Daughter's XP antivirus

My daughter's computer started getting very slow and had the constant balloon"Your computer is infected" etc which I believe is the XP Antivirus problem. There was a shortcut on the desktop which her borther helpfully deleted (!). So I took over and ran your run & read me thread. Lots of problems as internet access was impaired and couldn't delete unwanted programs. Computer often froze and had to hard boot.

A bit of background - this is one of 4 computers on our family's wireless network. We all use XP and firefox, not IE. Daughter spends all day every day on youtube etc.
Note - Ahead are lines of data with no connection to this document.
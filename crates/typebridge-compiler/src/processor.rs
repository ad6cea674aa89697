//! Drives emission over every source unit of a symbol provider.

use std::io;
use std::path::Path;

use typebridge_core::{JsonSymbolProvider, SymbolProvider};

use crate::Result;
use crate::typegen::typescript::{Config, Emitter};

/// Output file suffixes that select declaration mode.
const DECLARATION_SUFFIXES: &[&str] = &[".d.ts", ".d.mts", ".d.cts"];

/// Whether `path` names a TypeScript declaration file.
pub fn is_declaration_file(path: &Path) -> bool {
    path.file_name()
        .map(|name| name.to_string_lossy())
        .is_some_and(|name| DECLARATION_SUFFIXES.iter().any(|s| name.ends_with(s)))
}

/// Emits every declaration of every unit, in unit and declaration order.
pub struct Processor<P: SymbolProvider> {
    provider: P,
    config: Config,
}

impl<P: SymbolProvider> Processor<P> {
    pub fn new(provider: P, config: Config) -> Self {
        Self { provider, config }
    }

    pub fn provider(&self) -> &P {
        &self.provider
    }

    /// Write all blocks to `out`.
    ///
    /// Each block is written before the next one is rendered, so on failure
    /// the blocks before the failing declaration are already in `out`.
    pub fn write<W: io::Write>(&self, out: &mut W) -> Result<()> {
        self.for_each_block(|block| {
            out.write_all(block.as_bytes())?;
            Ok(())
        })?;
        out.flush()?;
        Ok(())
    }

    /// Emit all blocks into a string.
    pub fn emit_to_string(&self) -> Result<String> {
        let mut output = String::new();
        self.for_each_block(|block| {
            output.push_str(block);
            Ok(())
        })?;
        Ok(output)
    }

    fn for_each_block(&self, mut sink: impl FnMut(&str) -> Result<()>) -> Result<()> {
        let mut emitter = Emitter::new(self.config.clone());
        for unit in self.provider.units() {
            tracing::debug!(unit = %unit.name, declarations = unit.declarations.len(), "emitting unit");
            for declaration in &unit.declarations {
                tracing::trace!(name = declaration.name(), kind = ?declaration.kind(), "emitting declaration");
                sink(emitter.emit(declaration)?)?;
            }
        }
        Ok(())
    }
}

impl Processor<JsonSymbolProvider> {
    /// Load symbol dumps and reference catalogs from disk.
    pub fn load<Q: AsRef<Path>>(inputs: &[Q], references: &[Q], config: Config) -> Result<Self> {
        let provider = JsonSymbolProvider::load(inputs, references)?;
        Ok(Self::new(provider, config))
    }
}
//! Member names and optionality.

use typebridge_core::{Attribute, AttributeValue, MemberSymbol};

use crate::classify::{ResolvedType, classify};

/// Annotations that override a member's emitted name.
#[derive(Clone, Copy, Debug, PartialEq, Eq)]
pub enum RenameAnnotation {
    /// Serialization contract member, named argument `Name`.
    DataMember,
    /// Lightweight property annotation, first positional argument.
    JsonProperty,
}

impl RenameAnnotation {
    /// Highest precedence first.
    pub const PRECEDENCE: [RenameAnnotation; 2] = [Self::DataMember, Self::JsonProperty];

    pub fn attribute_name(self) -> &'static str {
        match self {
            Self::DataMember => "DataMember",
            Self::JsonProperty => "JsonProperty",
        }
    }

    /// The override name carried by `attribute`. Only string values count.
    pub fn extract(self, attribute: &Attribute) -> Option<&str> {
        let value = match self {
            Self::DataMember => attribute.named.get("Name"),
            Self::JsonProperty => attribute.positional.first(),
        };
        value.and_then(AttributeValue::as_str)
    }
}

/// A member ready for emission.
#[derive(Clone, Debug, PartialEq, Eq)]
pub struct MemberDeclaration {
    pub declared_name: String,
    pub ty: ResolvedType,
    pub is_reference_type: bool,
    /// Rename overrides present on the member, in precedence order.
    pub rename_overrides: Vec<(RenameAnnotation, String)>,
}

impl MemberDeclaration {
    pub fn from_symbol(symbol: &MemberSymbol) -> Self {
        let rename_overrides = RenameAnnotation::PRECEDENCE
            .iter()
            .filter_map(|&annotation| {
                // Only the first attribute of each annotation is consulted.
                let attribute = symbol
                    .attributes
                    .iter()
                    .find(|a| a.is(annotation.attribute_name()))?;
                let name = annotation.extract(attribute)?;
                Some((annotation, name.to_string()))
            })
            .collect();

        Self {
            declared_name: symbol.name.clone(),
            ty: classify(&symbol.ty),
            is_reference_type: symbol.ty.is_reference_type(),
            rename_overrides,
        }
    }

    /// Emitted name: the highest-precedence override, else the declared name.
    pub fn resolve_name(&self) -> &str {
        self.rename_overrides
            .first()
            .map_or(self.declared_name.as_str(), |(_, name)| name.as_str())
    }

    /// Reference-typed members are optional; value types never are.
    pub fn is_optional(&self) -> bool {
        self.is_reference_type
    }
}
She has Avira Antivirus, spybot and adaware but I've seen today that these aren't run or updated too often. I'm out of my comfort zone on all this stuff, so please send any instructions in words of one syllable, assume no knowledge or skill please.

First I did the basic computer maintenance steps. I couldn't close firefox (even though it was not visible or usable) so the CCleaner step wasn't complete on internet cache. Also couldn't remove yahoo toolbar and installer from add/remove programs. I didn't understand the startup cleaner on ccleaner so didn't remove anything.(scary)Ran the IObit defrag.Java files seemed OK.
I downloaded all the programs/tool to a CD using my computer, to use on daughters pc. These are the results:

Could not run or update SAS. or spybot from the CD copy.
Malwarebytes went fine, and at this stage the red cross next to the clock disappeared and the "you are infected" balloon disappeared. Ran Combofix. Had internet connection at this stage. Re-installed firefox (which had disappeared). Downloaded new spybot and ran, also SAS. Then ran MG Tools, which I also downloaded directly to daughter's computer from internet.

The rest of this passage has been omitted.